MZ Skin’s Vitamin-Infused Meso Face Mask blends vitamin C with soothing licorice extract and hyaluronic acid and is a total game-changer. Leave it on for a good 10 minutes (or longer) and, when you remove it, somehow your washed-out complexion has a new, even-toned clarity. If time is short, consider a vitamin-C-infused cleanser such as 111Skin’s Black Diamond Brightening Cleanser to tackle two steps in one, by cleansing while creating a glow.

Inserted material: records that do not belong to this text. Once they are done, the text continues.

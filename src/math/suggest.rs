use crate::types::Rgb;

use super::wcag::contrast_ratio;

/// Suggest an accessible foreground for `background`.
///
/// Default build: sweeps grays from black upward and returns the first
/// (darkest) one reaching `required`. Contrast is not monotonic in the gray
/// level, so the sweep never stops early on a miss. When no gray qualifies
/// (always the case for `required > 21`), black is returned.
///
/// With the `coarse-suggestion` feature the build instead picks between pure
/// black and pure white; see [`black_or_white`].
pub fn suggest_color(background: Rgb, required: f64) -> Rgb {
    #[cfg(not(feature = "coarse-suggestion"))]
    {
        grayscale_sweep(background, required)
    }
    #[cfg(feature = "coarse-suggestion")]
    {
        black_or_white(background, required)
    }
}

#[cfg_attr(feature = "coarse-suggestion", allow(dead_code))]
fn grayscale_sweep(background: Rgb, required: f64) -> Rgb {
    (0..=u8::MAX)
        .map(Rgb::gray)
        .find(|&candidate| contrast_ratio(candidate, background) >= required)
        .unwrap_or(Rgb::BLACK)
}

/// Coarse strategy: black if it qualifies, else white if it qualifies,
/// else whichever of the two contrasts more.
#[cfg(feature = "coarse-suggestion")]
pub fn black_or_white(background: Rgb, required: f64) -> Rgb {
    let on_black = contrast_ratio(Rgb::BLACK, background);
    let on_white = contrast_ratio(Rgb::WHITE, background);
    if on_black >= required {
        Rgb::BLACK
    } else if on_white >= required || on_white > on_black {
        Rgb::WHITE
    } else {
        Rgb::BLACK
    }
}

Be sure to massage it into skin for a good 60 seconds before rinsing it off, to get the full skin-luminizing benefits.

Hydrate and repeat

If you have time to do just one thing, try this simple but brilliant skin-transforming tip given to me by super-talented makeup artist Andrew Gallimore. Apply a hydrating serum or mask, wait a few minutes, and then reapply up to twice more to literally saturate your skin. (If you have the time or inclination, face rolling over the mask or serum is great on puffy, weary skin – but remember to roll upwards only, not back and forth.) Then, in the areas where the product has disappeared, you can keep reapplying until you see that it’s left sitting on the skin rather than sinking into it. Tissue off the excess, apply a face cream to seal it all in, and then apply your makeup. It works on all skin types, and doing this post-peel is your fastest way to that super-dewy, glass-skin finish. It’s also great for rehydrating after a flight.

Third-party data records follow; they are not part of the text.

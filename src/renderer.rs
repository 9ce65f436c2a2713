//! Boundary with the page renderer.
//!
//! Browser automation lives outside this crate. A renderer hands back one
//! [`RenderedPage`] per URL; this module turns that into an audit outcome and
//! supplies the scroll-until-stable procedure a driver runs before sampling
//! styles.

use std::path::{Path, PathBuf};
use std::time::Duration;

use serde::{Deserialize, Serialize};
use tracing::{debug, warn};

use crate::config::AuditConfig;
use crate::descriptor::RawElement;
use crate::error::{AuditError, Result};
use crate::report::{AuditFailure, AuditOutcome, AuditReport};

/// What a renderer extracted from one loaded page.
#[derive(Debug, Clone, Default, PartialEq, Serialize, Deserialize)]
#[serde(default)]
pub struct RenderedPage {
    #[serde(skip_serializing_if = "Option::is_none")]
    pub url: Option<String>,
    /// Element descriptors in DOM traversal order.
    pub elements: Vec<RawElement>,
    /// Path of the annotated full-page screenshot, if one was taken.
    #[serde(skip_serializing_if = "Option::is_none")]
    pub screenshot: Option<String>,
}

pub trait PageRenderer {
    /// Load `url` and extract every element's computed style and geometry.
    fn render(&mut self, url: &str) -> Result<RenderedPage>;
}

/// Replays a renderer dump from disk. The dump is either a full
/// [`RenderedPage`] object or a bare array of element descriptors.
pub struct SnapshotRenderer {
    path: PathBuf,
}

#[derive(Deserialize)]
#[serde(untagged)]
enum Dump {
    Page(RenderedPage),
    Elements(Vec<RawElement>),
}

impl SnapshotRenderer {
    pub fn new(path: impl Into<PathBuf>) -> Self {
        Self { path: path.into() }
    }

    pub fn path(&self) -> &Path {
        &self.path
    }
}

impl PageRenderer for SnapshotRenderer {
    fn render(&mut self, url: &str) -> Result<RenderedPage> {
        let raw = std::fs::read_to_string(&self.path)
            .map_err(|e| AuditError::Renderer(format!("{}: {e}", self.path.display())))?;
        let dump: Dump = serde_json::from_str(&raw)
            .map_err(|e| AuditError::Renderer(format!("{}: {e}", self.path.display())))?;
        let mut page = match dump {
            Dump::Page(page) => page,
            Dump::Elements(elements) => RenderedPage {
                elements,
                ..Default::default()
            },
        };
        if page.url.is_none() {
            page.url = Some(url.to_string());
        }
        Ok(page)
    }
}

/// Render and audit one URL.
///
/// A renderer failure becomes an [`AuditFailure`], never an empty success.
pub fn audit_with<R: PageRenderer + ?Sized>(renderer: &mut R, url: &str, config: &AuditConfig) -> AuditOutcome {
    match renderer.render(url) {
        Ok(page) => {
            let summary = crate::engine::audit_page(&page, config);
            AuditOutcome::Completed(AuditReport::from_summary(&summary, page.screenshot))
        }
        Err(err) => {
            warn!(url, error = %err, "audit could not complete");
            AuditOutcome::Failed(AuditFailure::new(err.to_string()))
        }
    }
}

/// The scrolling surface of a live page.
pub trait ScrollSurface {
    fn scroll_height(&mut self) -> Result<f64>;
    fn scroll_to(&mut self, y: f64) -> Result<()>;
    fn pause(&mut self, delay: Duration);
}

#[derive(Debug, Clone)]
pub struct SettlePolicy {
    /// Wait after each scroll for lazy content to arrive.
    pub settle_delay: Duration,
    /// Wait after returning to the top.
    pub return_delay: Duration,
    /// Scroll rounds before giving up on a page that keeps growing.
    pub max_rounds: usize,
}

impl Default for SettlePolicy {
    fn default() -> Self {
        Self {
            settle_delay: Duration::from_millis(1200),
            return_delay: Duration::from_millis(1000),
            max_rounds: 50,
        }
    }
}

#[derive(Debug, Clone, Copy, PartialEq)]
pub struct SettleOutcome {
    pub rounds: usize,
    /// False when `max_rounds` ran out before the height stopped changing.
    pub converged: bool,
    pub final_height: f64,
}

/// Scroll to the bottom until the document height stops changing between
/// two samples, then return to the top.
pub fn settle_lazy_content<S: ScrollSurface + ?Sized>(surface: &mut S, policy: &SettlePolicy) -> Result<SettleOutcome> {
    let mut last_height = 0.0;
    let mut rounds = 0;

    let converged = loop {
        let height = surface.scroll_height()?;
        if height == last_height {
            break true;
        }
        last_height = height;
        if rounds == policy.max_rounds {
            warn!(rounds, height, "page height still changing, auditing as is");
            break false;
        }
        surface.scroll_to(height)?;
        surface.pause(policy.settle_delay);
        rounds += 1;
        debug!(round = rounds, height, "scrolled to bottom");
    };

    surface.scroll_to(0.0)?;
    surface.pause(policy.return_delay);

    Ok(SettleOutcome {
        rounds,
        converged,
        final_height: last_height,
    })
}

Finishing touches and cheats

Keep makeup light, as a heavier base will accentuate tiredness. I love the newer liquid balm foundations that give skin a dewy, juicy finish, such as Hermès Beauty’s Plein Air Complexion Balm. Also, Westman Atelier’s Vital Skincare Complexion Drops manage to cover invisibly so that skin looks amazing, not made-up; Tom Ford Beauty’s Traceless Foundation Stick is a solid format that also gives weary skin that much-needed boost; while Charlotte Tilbury’s Magic Away Liquid Concealer is a new discovery that I can’t rate highly enough, concealing and counteracting dark circles to make eyes look fresh. It’s a post-party essential, along with eye drops.

And finally, an old-school trick that makeup pros use, because it works: depending on your skin tone, using a peach or apricot-toned blush or eyeshadow can have a near-miraculous effect, giving an exhausted face a total refresh. If you don’t have eyeshadow in the right tone, use a blush over the eyelids instead.